Microplate Assay for Quantifying Developmental Morphologies: Effects of Hyalin on Sea Urchin Gastrulation

A microassay was developed for quantitatively evaluating the effects of various substances on the development of living embryos. Here, this assay is used to examine the effects of purified hyalin, a large glycoprotein constituent of the sea urchin hyaline layer. Using wide‐mouthed pipette tips, 25 microliters of 24‐hour Strongylocentrotus purpuratus embryos were transferred to each well of a 96‐well polystyrene flat‐bottom microplate yielding about 12 embryos per well. Specific concentrations of purified hyalin (0–0.225 mg per ml) diluted in low calcium seawater, or control solutions including low calcium seawater without hyalin, were added to the wells containing the embryos that were then incubated for 24 hours at 15 degrees C. The small number of embryos in each well allowed quantification of the developmental effects induced by the added media. Results were plotted as mean percentages plus/minus standard error of the mean of 10 replicate experiments. The specific archenteron morphologies scored in dose dependent response curves were: attached, unattached, no invagination, and exogastrula. High hyalin concentrations blocked invagination, while low concentrations inhibited archenteron elongation and/or attachment to the blastocoel roof.
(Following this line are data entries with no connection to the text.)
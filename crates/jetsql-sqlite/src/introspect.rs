//! Schema metadata read from a live SQLite database.

use jetsql_core::codegen::{ColumnMeta, SchemaMeta, TableMeta};
use jetsql_core::statement::raw_statement;
use sqlx::sqlite::SqlitePool;
use tracing::debug;

use crate::error::Result;
use crate::executor::Executor;

/// Reads every user table and its columns, in declaration order.
///
/// # Errors
///
/// Returns [`ExecError::Database`](crate::ExecError::Database) when the
/// catalog cannot be read.
pub async fn introspect(pool: &SqlitePool) -> Result<SchemaMeta> {
    let executor = Executor::new(pool.clone());
    let names: Vec<(String,)> = executor
        .query_as(&raw_statement(
            "SELECT name FROM sqlite_master \
             WHERE type = 'table' AND name NOT LIKE 'sqlite_%' ORDER BY name",
        ))
        .await?;

    let mut tables = Vec::with_capacity(names.len());
    for (name,) in names {
        let columns: Vec<(String, String, i64, i64)> = executor
            .query_as(
                &raw_statement(
                    "SELECT name, type, \"notnull\", pk \
                     FROM pragma_table_info(:table) ORDER BY cid",
                )
                .arg("table", name.as_str()),
            )
            .await?;
        debug!(table = %name, columns = columns.len(), "Introspected table");
        tables.push(TableMeta {
            schema: None,
            name,
            columns: columns
                .into_iter()
                .map(|(name, sql_type, not_null, pk)| ColumnMeta {
                    name,
                    sql_type,
                    nullable: not_null == 0 && pk == 0,
                    primary_key: pk > 0,
                })
                .collect(),
        });
    }
    Ok(SchemaMeta { tables })
}

#[cfg(test)]
mod tests {
    use super::*;
    use sqlx::sqlite::SqlitePoolOptions;

    #[tokio::test]
    async fn test_introspect() {
        let pool = SqlitePoolOptions::new()
            .max_connections(1)
            .connect(":memory:")
            .await
            .expect("Failed to create in-memory SQLite pool");
        for ddl in [
            "CREATE TABLE users (id INTEGER PRIMARY KEY, email TEXT NOT NULL, bio TEXT)",
            "CREATE TABLE audit (at DATETIME, payload BLOB)",
        ] {
            sqlx::query(ddl).execute(&pool).await.unwrap();
        }

        let schema = introspect(&pool).await.unwrap();
        let names: Vec<&str> = schema.tables.iter().map(|t| t.name.as_str()).collect();
        assert_eq!(names, ["audit", "users"]);

        let users = &schema.tables[1];
        assert_eq!(
            users.columns,
            vec![
                ColumnMeta {
                    name: String::from("id"),
                    sql_type: String::from("INTEGER"),
                    nullable: false,
                    primary_key: true,
                },
                ColumnMeta {
                    name: String::from("email"),
                    sql_type: String::from("TEXT"),
                    nullable: false,
                    primary_key: false,
                },
                ColumnMeta {
                    name: String::from("bio"),
                    sql_type: String::from("TEXT"),
                    nullable: true,
                    primary_key: false,
                },
            ]
        );
        assert_eq!(schema.tables[0].columns[0].sql_type, "DATETIME");
    }
}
Previous work indicated that exogenously added large molecules are able to enter the blastocoel of sea urchin embryos (Latham, et al., Acta Histochemica 100:–200, 1998; Itza and Mozingo, Zygote 13: –264, 2005). Added hyalin, therefore, may exert its effects from the inside as well as the outside of the embryo. This simple system may improve our understanding of mechanisms of adhesive interactions in higher organisms that are not as exquisitely accessible (Supported by NIH NIGMS SCORE, RISE, MARC and the Joseph Drown Foundation).